The autotomy of the arms of the starfish has been often observed.[73] The arms are thrown off very near the base in many forms. If the animal is simply held by the arm it does not break off, but if injured it constricts and falls off. The lost arm does not regenerate a new starfish in most forms, but, as stated on page 102, there are recorded some cases in which the arm seems to have this power. King has found that out of a total of 1914 starfish (Asterias vulgaris) there were 206, or 10.76 per cent, that had new arms, and all of these, with one exception, arose from the base of the arm. The growth of the new arm from the base takes place more rapidly, as shown in [Fig. 38], A, than when the arm is regenerated from a more distal level; but in the latter case the arm, despite its slower growth, may complete itself before another does that originates at the same time from the base of the old arm. There is, therefore, in this respect no obvious advantage, so far as regeneration is concerned, in throwing off the injured arm nearer to the disk.
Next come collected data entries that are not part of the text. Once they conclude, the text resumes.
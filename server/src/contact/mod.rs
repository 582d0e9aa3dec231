//! Contact Form
//!
//! Validates visitor messages, enforces the per-email and per-IP rate limits,
//! and hands delivery to the configured [`Mailer`](crate::email::Mailer).

pub mod error;
pub mod handlers;
pub mod types;

use axum::{routing::post, Router};

use crate::api::AppState;

pub use error::ContactError;
pub use types::{ContactForm, ContactResponse};

/// Contact routes, mounted under `/api`.
pub fn router() -> Router<AppState> {
    Router::new().route("/contact", post(handlers::submit))
}
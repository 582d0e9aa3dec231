//! Admin authentication middleware.

use axum::extract::{Request, State};
use axum::http::header::AUTHORIZATION;
use axum::middleware::Next;
use axum::response::Response;

use super::types::AdminError;
use crate::api::AppState;

/// Middleware that requires `Authorization: Bearer <ADMIN_TOKEN>`.
#[tracing::instrument(skip_all)]
pub async fn require_admin_token(
    State(state): State<AppState>,
    request: Request,
    next: Next,
) -> Result<Response, AdminError> {
    let expected = state
        .config
        .admin_token
        .as_deref()
        .ok_or(AdminError::Unauthorized)?;

    let provided = request
        .headers()
        .get(AUTHORIZATION)
        .and_then(|v| v.to_str().ok())
        .and_then(|v| v.strip_prefix("Bearer "))
        .ok_or(AdminError::Unauthorized)?;

    if !tokens_match(provided.trim(), expected) {
        tracing::warn!("Rejected admin request with invalid token");
        return Err(AdminError::Unauthorized);
    }

    Ok(next.run(request).await)
}

/// Compares tokens without short-circuiting on the first differing byte.
fn tokens_match(provided: &str, expected: &str) -> bool {
    let (a, b) = (provided.as_bytes(), expected.as_bytes());
    a.len() == b.len() && a.iter().zip(b).fold(0u8, |acc, (x, y)| acc | (x ^ y)) == 0
}
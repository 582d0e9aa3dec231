//! Rate limiting types.

use std::fmt;
use std::str::FromStr;

use chrono::{DateTime, Utc};
use serde::{Deserialize, Serialize};

/// What an identifier names: a sender email address or a client IP address.
#[derive(Debug, Clone, Copy, PartialEq, Eq, Hash, Serialize, Deserialize)]
#[serde(rename_all = "lowercase")]
pub enum IdentifierKind {
    /// Sender email address from the contact form
    Email,
    /// Normalized client IP address
    Ip,
}

impl IdentifierKind {
    /// Returns the string identifier for this kind (used in store keys).
    pub const fn as_str(&self) -> &'static str {
        match self {
            Self::Email => "email",
            Self::Ip => "ip",
        }
    }
}

impl fmt::Display for IdentifierKind {
    fn fmt(&self, f: &mut fmt::Formatter<'_>) -> fmt::Result {
        f.write_str(self.as_str())
    }
}

impl FromStr for IdentifierKind {
    type Err = String;

    fn from_str(s: &str) -> Result<Self, Self::Err> {
        match s {
            "email" => Ok(Self::Email),
            "ip" => Ok(Self::Ip),
            other => Err(format!("unknown identifier kind: {other}")),
        }
    }
}

/// Lookup key for a rate limit record.
///
/// The identifier is lower-cased on construction so that `User@Example.com`
/// and `user@example.com` address the same record.
#[derive(Debug, Clone, PartialEq, Eq, Hash)]
pub struct RecordKey {
    identifier: String,
    kind: IdentifierKind,
}

impl RecordKey {
    pub fn new(identifier: &str, kind: IdentifierKind) -> Self {
        Self {
            identifier: identifier.to_lowercase(),
            kind,
        }
    }

    pub fn identifier(&self) -> &str {
        &self.identifier
    }

    pub const fn kind(&self) -> IdentifierKind {
        self.kind
    }
}

/// One recorded contact attempt.
#[derive(Debug, Clone, Copy, PartialEq, Eq, Serialize, Deserialize)]
pub struct Attempt {
    pub timestamp: DateTime<Utc>,
    pub success: bool,
}

/// Stored attempt history for one (identifier, kind) pair.
#[derive(Debug, Clone, PartialEq, Eq, Serialize, Deserialize)]
#[serde(rename_all = "camelCase")]
pub struct RateLimitRecord {
    /// Lower-cased identifier
    pub identifier: String,
    #[serde(rename = "type")]
    pub kind: IdentifierKind,
    /// Attempts ordered by timestamp; may still hold entries awaiting pruning
    pub attempts: Vec<Attempt>,
    /// Every attempt ever appended to this record
    pub total_recorded: u64,
    pub created_at: DateTime<Utc>,
    pub updated_at: DateTime<Utc>,
}

impl RateLimitRecord {
    /// Creates an empty record, as an upsert would.
    pub fn empty(key: &RecordKey, now: DateTime<Utc>) -> Self {
        Self {
            identifier: key.identifier().to_string(),
            kind: key.kind(),
            attempts: Vec::new(),
            total_recorded: 0,
            created_at: now,
            updated_at: now,
        }
    }

    /// Attempts strictly newer than `window_start`.
    pub fn attempts_since(&self, window_start: DateTime<Utc>) -> impl Iterator<Item = &Attempt> {
        self.attempts
            .iter()
            .filter(move |a| a.timestamp > window_start)
    }
}

/// Result of a rate limit check.
#[derive(Debug, Clone, PartialEq, Eq, Serialize)]
#[serde(rename_all = "camelCase")]
pub struct RateLimitResult {
    /// Whether a new attempt is permitted
    pub allowed: bool,
    /// Attempts left after the caller's pending one (0 when denied)
    pub remaining: u32,
    /// When the window next has room (denied) or when a fresh window would end (allowed)
    pub reset_time: DateTime<Utc>,
    /// Attempts counted inside the current window
    pub total_attempts: u32,
    /// Human-readable denial message
    #[serde(skip_serializing_if = "Option::is_none")]
    pub reason: Option<String>,
}

impl RateLimitResult {
    /// Seconds until `reset_time`, rounded up, never negative.
    pub fn retry_after_secs(&self, now: DateTime<Utc>) -> u64 {
        let ms = u64::try_from((self.reset_time - now).num_milliseconds()).unwrap_or(0);
        ms.div_ceil(1000)
    }
}

/// Diagnostic view of one record.
#[derive(Debug, Clone, PartialEq, Eq, Serialize)]
#[serde(rename_all = "camelCase")]
pub struct RateLimitStats {
    /// Attempts ever recorded for the identifier
    pub total_attempts: u64,
    /// Successful attempts inside the current window
    pub successful_attempts: u32,
    /// All attempts inside the current window
    pub recent_attempts: u32,
    /// Earliest time the window admits a new attempt
    pub next_reset_time: DateTime<Utc>,
}
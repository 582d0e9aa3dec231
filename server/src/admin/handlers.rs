//! Admin Handlers

use axum::extract::{Path, State};
use axum::Json;

use super::types::{AdminError, RateLimitStatsResponse};
use crate::api::AppState;
use crate::ratelimit::IdentifierKind;

/// Rate limit stats for one identifier.
///
/// GET /api/admin/rate-limits/{type}/{identifier}
#[tracing::instrument(skip(state))]
pub async fn rate_limit_stats(
    State(state): State<AppState>,
    Path((kind, identifier)): Path<(String, String)>,
) -> Result<Json<RateLimitStatsResponse>, AdminError> {
    let kind: IdentifierKind = kind.parse().map_err(AdminError::Validation)?;
    let identifier = identifier.trim().to_lowercase();
    if identifier.is_empty() {
        return Err(AdminError::Validation("identifier must not be empty".into()));
    }

    let stats = state.rate_limiter.stats(&identifier, kind).await?;

    Ok(Json(RateLimitStatsResponse {
        identifier,
        kind,
        stats,
    }))
}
In the brittle-stars (ophiurians) the arm breaks off with greater ease and at any level. If the arm is simply held and squeezed, it will, in some forms, break off just proximal to where it is held. If the broken end is again held, another small piece breaks off, and in this way the arm may be autotomized, piece by piece, to its very base. Regeneration may take place from any region, but, as yet, no observations have been made on the relative rate of growth of the new arm at different levels.

One of the most remarkable cases of autotomy is that in holothurians, in which the Cuvierian organs, and even the entire viscera, may be ejected when the animal is disturbed. A new digestive tract is regenerated.[74]

It is known that several of the myriapods lose their legs at a definite region near the base, and that they have the power of throwing off the leg in this region if it is injured. I have often observed that the legs of Scutigera forceps are thrown off if they are held or injured, and even when the animal is thrown into a killing fluid. Amongst the insects the plasmids or walking-sticks also throw off their legs at a definite joint, as described by Scudder, and more recently by Bordage, and still later by Godelmann. New legs are regenerated from the stump of the old leg, as has long been known.[75] Other insects do not have the power of throwing off their legs, and we have only a few observations that show that the legs if lost can be regenerated. It is known in the cockroach that the tarsus can regenerate if lost or if cut off, and that fewer segments are regenerated than are present in the normal animal. Newport found that the true legs of a caterpillar are regenerated during the pupa stage if they have been previously cut off.

A further example of autotomy is found in the white ants, which break off their wings at the base after the nuptial flight. There exists a definite and pre-formed breaking-plane in this region. The true ants also lose their wings after the nuptial flight, but there does not seem to be a definite plane of breaking, so that the process can scarcely be called one of autotomy. These cases also differ from the other cases of autotomy in that the lost parts are not renewed.